--- PROVIDED DATA Enclosed Below ---

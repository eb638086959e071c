// src/lib.rs

#[macro_use]
pub mod macros;

pub mod cli;
pub mod core;
pub mod tasks;

pub mod file;
pub mod log;
pub mod pages;
pub mod params;
pub mod progress;
pub mod registry;
pub mod runner;
pub mod variants;
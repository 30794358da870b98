//! Module invoker
//!
//! A [`ModuleInvoker`] is bound to a single module name and turns
//! `invoke(method, args)` into a call to the host's `invokeModuleAsync`,
//! normalizing whatever comes back into an [`InvocationResult`].
//!
//! Three outcomes are kept apart:
//!
//! - `Ok(Success(_))` / `Ok(Failure(_))`: the host answered, or there is no
//!   host to answer. A missing host is a normal condition and reported as a
//!   failure value, never as an error.
//! - `Err(Error::Transport(_))`: the call itself broke. This is not folded
//!   into the failure value.

use std::sync::Arc;

use bridge_traits::host::{HostLocator, HostPrimitive};
use serde::de::DeserializeOwned;
use serde::Serialize;
use serde_json::Value;
use tracing::{debug, instrument, warn};

use crate::config::BridgeConfig;
use crate::error::Result;
use crate::host::default_locator;
use crate::result::{decode_response, InvocationResult};

/// Invoker bound to one module name.
///
/// Cloning is cheap; the host is looked up again on every call.
#[derive(Clone)]
pub struct ModuleInvoker {
    module_name: String,
    locator: Arc<dyn HostLocator>,
}

impl std::fmt::Debug for ModuleInvoker {
    fn fmt(&self, f: &mut std::fmt::Formatter<'_>) -> std::fmt::Result {
        f.debug_struct("ModuleInvoker")
            .field("module_name", &self.module_name)
            .finish_non_exhaustive()
    }
}

/// Create an invoker for `module_name` using the platform's default locator.
pub fn create_invoker(module_name: impl Into<String>) -> ModuleInvoker {
    ModuleInvoker::new(module_name)
}

impl ModuleInvoker {
    pub fn new(module_name: impl Into<String>) -> Self {
        Self::with_locator(module_name, default_locator())
    }

    pub fn with_locator(module_name: impl Into<String>, locator: Arc<dyn HostLocator>) -> Self {
        Self {
            module_name: module_name.into(),
            locator,
        }
    }

    pub fn from_config(module_name: impl Into<String>, config: &BridgeConfig) -> Self {
        Self::with_locator(module_name, Arc::clone(&config.host_locator))
    }

    pub fn module_name(&self) -> &str {
        &self.module_name
    }

    /// Call `method` with positional `args` and decode the value into `T`.
    ///
    /// Use `T = ()` for methods without a meaningful return value and
    /// `T = serde_json::Value` to keep the raw value.
    #[instrument(skip(self, args), fields(module = %self.module_name), level = "debug")]
    pub async fn invoke<T: DeserializeOwned>(
        &self,
        method: &str,
        args: Vec<Value>,
    ) -> Result<InvocationResult<T>> {
        let host = match self.locator.locate_host() {
            Some(host) if host.supports(HostPrimitive::InvokeModuleAsync) => host,
            _ => {
                warn!(
                    module = %self.module_name,
                    method,
                    "Module host unavailable, returning failure"
                );
                return Ok(InvocationResult::failure(format!(
                    "WebF {} is not available",
                    HostPrimitive::InvokeModuleAsync
                )));
            }
        };

        let raw = host
            .invoke_module_async(&self.module_name, method, args)
            .await?;
        debug!(module = %self.module_name, method, "Received host response");

        Ok(decode_response(raw))
    }
}

/// Encode one call argument as JSON.
pub fn encode_arg<T: Serialize + ?Sized>(arg: &T) -> Result<Value> {
    Ok(serde_json::to_value(arg)?)
}

/// Build the positional argument list for [`ModuleInvoker::invoke`].
///
/// Must be used inside a function returning `core_bridge::Result`.
///
/// ```ignore
/// let args = module_args![remote_id, options];
/// invoker.invoke::<()>("connect", args).await?;
/// ```
#[macro_export]
macro_rules! module_args {
    () => {
        ::std::vec::Vec::<$crate::__private::Value>::new()
    };
    ($($arg:expr),+ $(,)?) => {
        vec![$($crate::invoker::encode_arg(&$arg)?),+]
    };
}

--- End of Enclosed PROVIDED DATA ---

• WORK TO BE COMPLETED:
For each line above that contains the word "DeserializeOwned", make a copy.

• WORKED SOLUTION:
use serde::de::DeserializeOwned;
    pub async fn invoke<T: DeserializeOwned>(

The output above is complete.